:: TASK INPUT ::

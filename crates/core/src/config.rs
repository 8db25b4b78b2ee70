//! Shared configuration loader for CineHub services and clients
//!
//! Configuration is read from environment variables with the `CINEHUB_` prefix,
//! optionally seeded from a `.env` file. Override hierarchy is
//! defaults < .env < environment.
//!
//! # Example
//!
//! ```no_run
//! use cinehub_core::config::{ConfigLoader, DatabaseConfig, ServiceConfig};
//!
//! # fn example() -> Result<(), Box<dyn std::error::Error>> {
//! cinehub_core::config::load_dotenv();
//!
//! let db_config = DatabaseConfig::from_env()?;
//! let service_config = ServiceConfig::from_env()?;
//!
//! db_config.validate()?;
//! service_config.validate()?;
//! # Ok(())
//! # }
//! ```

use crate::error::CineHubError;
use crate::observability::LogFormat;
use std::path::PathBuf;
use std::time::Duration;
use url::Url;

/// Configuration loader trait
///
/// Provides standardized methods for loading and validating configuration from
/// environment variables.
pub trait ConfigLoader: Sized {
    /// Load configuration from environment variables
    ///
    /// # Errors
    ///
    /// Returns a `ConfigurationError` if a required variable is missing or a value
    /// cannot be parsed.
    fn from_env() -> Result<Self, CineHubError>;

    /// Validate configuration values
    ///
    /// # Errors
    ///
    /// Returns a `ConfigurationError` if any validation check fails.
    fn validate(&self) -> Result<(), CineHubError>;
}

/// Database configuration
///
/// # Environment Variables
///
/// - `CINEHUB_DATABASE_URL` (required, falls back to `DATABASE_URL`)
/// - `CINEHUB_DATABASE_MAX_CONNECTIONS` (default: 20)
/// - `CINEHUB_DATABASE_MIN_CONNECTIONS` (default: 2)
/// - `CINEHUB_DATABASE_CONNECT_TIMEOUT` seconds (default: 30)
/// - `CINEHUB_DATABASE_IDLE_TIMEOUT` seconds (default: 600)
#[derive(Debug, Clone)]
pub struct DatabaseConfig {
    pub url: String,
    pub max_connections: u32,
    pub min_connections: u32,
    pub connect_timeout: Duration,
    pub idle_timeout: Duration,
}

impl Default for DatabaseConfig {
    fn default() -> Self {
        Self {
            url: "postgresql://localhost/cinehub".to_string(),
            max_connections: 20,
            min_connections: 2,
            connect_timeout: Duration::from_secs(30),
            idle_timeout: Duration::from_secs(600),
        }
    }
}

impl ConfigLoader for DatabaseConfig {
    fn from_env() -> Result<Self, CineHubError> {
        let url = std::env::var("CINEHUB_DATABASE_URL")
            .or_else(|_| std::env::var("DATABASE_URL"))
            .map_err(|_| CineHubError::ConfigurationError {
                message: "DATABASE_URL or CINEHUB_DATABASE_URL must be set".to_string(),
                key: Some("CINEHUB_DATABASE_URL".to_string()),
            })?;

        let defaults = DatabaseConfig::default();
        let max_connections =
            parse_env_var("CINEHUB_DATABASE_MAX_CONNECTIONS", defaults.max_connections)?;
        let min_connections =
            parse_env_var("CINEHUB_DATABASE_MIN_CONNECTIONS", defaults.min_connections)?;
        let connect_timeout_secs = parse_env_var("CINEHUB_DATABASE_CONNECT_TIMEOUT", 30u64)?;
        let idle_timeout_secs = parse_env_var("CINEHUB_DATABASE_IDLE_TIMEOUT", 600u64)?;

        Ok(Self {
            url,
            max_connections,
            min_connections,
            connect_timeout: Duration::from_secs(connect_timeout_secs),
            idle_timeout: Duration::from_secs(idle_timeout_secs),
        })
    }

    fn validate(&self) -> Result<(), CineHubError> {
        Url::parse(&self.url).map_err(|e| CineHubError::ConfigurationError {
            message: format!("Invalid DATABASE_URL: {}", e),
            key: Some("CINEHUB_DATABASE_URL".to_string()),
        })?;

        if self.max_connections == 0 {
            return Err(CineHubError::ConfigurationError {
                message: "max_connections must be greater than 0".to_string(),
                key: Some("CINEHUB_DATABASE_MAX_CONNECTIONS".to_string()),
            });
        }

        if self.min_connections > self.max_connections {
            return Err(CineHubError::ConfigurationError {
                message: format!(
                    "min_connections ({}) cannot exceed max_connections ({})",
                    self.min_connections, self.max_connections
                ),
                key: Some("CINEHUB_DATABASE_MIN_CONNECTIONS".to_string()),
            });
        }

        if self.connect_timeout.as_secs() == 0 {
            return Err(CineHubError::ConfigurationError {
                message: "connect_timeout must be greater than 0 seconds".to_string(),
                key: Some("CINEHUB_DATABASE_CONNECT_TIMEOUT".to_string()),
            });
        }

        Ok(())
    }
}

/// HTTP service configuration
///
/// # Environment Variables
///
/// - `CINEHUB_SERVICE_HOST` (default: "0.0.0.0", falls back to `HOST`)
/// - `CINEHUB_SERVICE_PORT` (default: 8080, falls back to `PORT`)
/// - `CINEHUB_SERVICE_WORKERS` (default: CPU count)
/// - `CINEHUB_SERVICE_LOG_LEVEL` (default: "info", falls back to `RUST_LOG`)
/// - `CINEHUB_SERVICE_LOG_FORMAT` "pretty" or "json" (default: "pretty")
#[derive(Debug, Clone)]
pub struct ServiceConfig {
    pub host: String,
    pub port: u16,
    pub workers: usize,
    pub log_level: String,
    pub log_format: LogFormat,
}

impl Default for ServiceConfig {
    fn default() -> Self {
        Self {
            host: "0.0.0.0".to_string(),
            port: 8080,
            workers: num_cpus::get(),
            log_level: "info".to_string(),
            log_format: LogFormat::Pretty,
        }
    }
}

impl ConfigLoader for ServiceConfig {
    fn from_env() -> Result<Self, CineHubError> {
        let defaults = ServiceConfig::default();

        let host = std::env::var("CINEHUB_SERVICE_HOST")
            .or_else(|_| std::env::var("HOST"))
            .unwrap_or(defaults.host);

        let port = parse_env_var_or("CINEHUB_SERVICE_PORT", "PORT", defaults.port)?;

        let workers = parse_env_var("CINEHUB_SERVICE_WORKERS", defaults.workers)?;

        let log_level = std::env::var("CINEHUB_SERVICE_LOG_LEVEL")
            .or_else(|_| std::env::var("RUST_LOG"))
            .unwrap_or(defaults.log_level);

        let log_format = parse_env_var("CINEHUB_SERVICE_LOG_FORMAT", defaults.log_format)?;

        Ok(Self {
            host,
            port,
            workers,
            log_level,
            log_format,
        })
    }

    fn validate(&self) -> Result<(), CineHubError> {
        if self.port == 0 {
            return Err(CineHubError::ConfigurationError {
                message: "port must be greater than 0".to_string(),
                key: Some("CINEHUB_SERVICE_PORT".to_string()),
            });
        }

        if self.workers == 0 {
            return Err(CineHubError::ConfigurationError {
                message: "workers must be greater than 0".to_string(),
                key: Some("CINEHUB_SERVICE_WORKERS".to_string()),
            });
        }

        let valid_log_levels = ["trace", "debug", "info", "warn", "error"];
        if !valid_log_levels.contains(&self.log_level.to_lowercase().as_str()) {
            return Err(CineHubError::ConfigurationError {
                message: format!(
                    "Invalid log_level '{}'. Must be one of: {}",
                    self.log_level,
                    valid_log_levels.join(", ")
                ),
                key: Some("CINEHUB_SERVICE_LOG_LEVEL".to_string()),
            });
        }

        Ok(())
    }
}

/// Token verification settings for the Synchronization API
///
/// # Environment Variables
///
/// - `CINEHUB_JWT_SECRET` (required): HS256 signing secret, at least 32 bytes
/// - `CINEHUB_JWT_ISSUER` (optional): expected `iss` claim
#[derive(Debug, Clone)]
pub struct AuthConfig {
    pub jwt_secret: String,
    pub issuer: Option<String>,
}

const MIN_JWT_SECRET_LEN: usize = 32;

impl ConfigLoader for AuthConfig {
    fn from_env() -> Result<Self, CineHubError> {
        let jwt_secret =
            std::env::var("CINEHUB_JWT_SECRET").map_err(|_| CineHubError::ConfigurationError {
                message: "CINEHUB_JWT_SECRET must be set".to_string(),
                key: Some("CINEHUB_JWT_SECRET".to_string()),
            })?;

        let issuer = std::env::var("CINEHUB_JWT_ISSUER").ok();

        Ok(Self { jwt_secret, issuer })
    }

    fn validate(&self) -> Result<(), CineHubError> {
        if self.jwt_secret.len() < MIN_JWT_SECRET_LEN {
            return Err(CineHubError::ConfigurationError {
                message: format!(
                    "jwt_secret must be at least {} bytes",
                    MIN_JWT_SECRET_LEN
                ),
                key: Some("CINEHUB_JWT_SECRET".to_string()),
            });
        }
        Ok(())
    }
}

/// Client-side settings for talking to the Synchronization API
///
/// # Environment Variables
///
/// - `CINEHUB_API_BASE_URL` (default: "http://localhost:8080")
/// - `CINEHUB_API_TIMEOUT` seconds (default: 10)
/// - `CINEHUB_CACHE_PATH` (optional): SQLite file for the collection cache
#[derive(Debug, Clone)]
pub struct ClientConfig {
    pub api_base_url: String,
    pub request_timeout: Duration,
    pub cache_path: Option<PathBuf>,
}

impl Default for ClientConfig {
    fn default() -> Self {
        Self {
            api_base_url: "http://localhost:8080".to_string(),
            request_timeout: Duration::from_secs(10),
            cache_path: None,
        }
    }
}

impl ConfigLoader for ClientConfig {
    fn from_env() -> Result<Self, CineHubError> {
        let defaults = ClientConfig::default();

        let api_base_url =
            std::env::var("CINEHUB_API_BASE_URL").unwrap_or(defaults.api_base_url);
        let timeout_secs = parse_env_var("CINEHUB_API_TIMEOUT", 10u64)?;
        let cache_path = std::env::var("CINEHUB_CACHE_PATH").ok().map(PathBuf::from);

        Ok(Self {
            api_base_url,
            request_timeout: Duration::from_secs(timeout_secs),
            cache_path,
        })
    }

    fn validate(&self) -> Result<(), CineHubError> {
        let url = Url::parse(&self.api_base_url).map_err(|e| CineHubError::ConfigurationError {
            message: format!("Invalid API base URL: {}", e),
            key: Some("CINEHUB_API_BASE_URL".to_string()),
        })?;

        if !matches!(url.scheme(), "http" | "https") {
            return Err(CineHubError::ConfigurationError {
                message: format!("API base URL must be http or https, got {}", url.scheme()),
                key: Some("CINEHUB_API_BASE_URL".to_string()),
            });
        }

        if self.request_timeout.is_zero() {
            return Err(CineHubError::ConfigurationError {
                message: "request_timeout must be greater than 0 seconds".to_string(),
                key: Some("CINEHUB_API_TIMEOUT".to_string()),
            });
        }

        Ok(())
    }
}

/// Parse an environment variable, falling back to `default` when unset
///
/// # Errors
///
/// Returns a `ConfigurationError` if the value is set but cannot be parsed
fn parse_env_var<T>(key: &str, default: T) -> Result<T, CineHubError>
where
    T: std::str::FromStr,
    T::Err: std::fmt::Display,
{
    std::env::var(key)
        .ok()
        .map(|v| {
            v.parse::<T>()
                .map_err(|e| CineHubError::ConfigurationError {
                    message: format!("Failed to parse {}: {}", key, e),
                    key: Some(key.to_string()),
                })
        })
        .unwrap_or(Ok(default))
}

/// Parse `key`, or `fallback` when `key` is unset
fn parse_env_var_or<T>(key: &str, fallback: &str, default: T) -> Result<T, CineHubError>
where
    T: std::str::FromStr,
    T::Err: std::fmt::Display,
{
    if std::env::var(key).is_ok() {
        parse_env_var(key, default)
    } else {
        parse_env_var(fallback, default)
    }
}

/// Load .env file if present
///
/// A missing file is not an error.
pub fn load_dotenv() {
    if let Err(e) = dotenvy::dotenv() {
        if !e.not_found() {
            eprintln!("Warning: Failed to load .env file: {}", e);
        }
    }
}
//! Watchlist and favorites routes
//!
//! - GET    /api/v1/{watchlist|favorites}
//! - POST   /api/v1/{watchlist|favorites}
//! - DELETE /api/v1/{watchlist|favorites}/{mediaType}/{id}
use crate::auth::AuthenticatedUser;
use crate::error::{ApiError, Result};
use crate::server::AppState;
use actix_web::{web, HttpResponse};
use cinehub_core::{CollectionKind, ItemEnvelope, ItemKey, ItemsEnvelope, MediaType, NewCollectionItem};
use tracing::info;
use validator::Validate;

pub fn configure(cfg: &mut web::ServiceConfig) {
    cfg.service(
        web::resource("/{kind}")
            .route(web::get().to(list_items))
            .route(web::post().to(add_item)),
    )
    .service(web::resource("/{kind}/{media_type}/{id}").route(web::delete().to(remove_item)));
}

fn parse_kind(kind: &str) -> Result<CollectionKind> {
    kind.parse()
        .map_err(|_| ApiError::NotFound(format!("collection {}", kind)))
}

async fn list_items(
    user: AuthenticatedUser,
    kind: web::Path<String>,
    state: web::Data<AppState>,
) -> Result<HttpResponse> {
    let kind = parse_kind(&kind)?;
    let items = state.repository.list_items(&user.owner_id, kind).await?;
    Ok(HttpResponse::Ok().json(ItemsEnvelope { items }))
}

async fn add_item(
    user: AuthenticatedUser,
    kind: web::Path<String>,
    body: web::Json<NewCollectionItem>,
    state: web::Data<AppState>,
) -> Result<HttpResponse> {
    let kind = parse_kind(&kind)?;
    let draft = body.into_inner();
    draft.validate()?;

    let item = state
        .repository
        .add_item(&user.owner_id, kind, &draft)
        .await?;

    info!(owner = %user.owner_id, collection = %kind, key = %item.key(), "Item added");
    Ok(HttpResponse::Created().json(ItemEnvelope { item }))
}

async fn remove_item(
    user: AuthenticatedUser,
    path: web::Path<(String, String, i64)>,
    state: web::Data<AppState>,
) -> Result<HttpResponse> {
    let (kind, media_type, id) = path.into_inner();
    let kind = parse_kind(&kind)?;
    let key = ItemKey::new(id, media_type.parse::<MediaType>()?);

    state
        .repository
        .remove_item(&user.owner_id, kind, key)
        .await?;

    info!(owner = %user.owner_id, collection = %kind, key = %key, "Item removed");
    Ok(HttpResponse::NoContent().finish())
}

:::

Your response should contain each line of the entries above that holds the string "Invalid".

            message: format!("Invalid DATABASE_URL: {}", e),
                    "Invalid log_level '{}'. Must be one of: {}",
            message: format!("Invalid API base URL: {}", e),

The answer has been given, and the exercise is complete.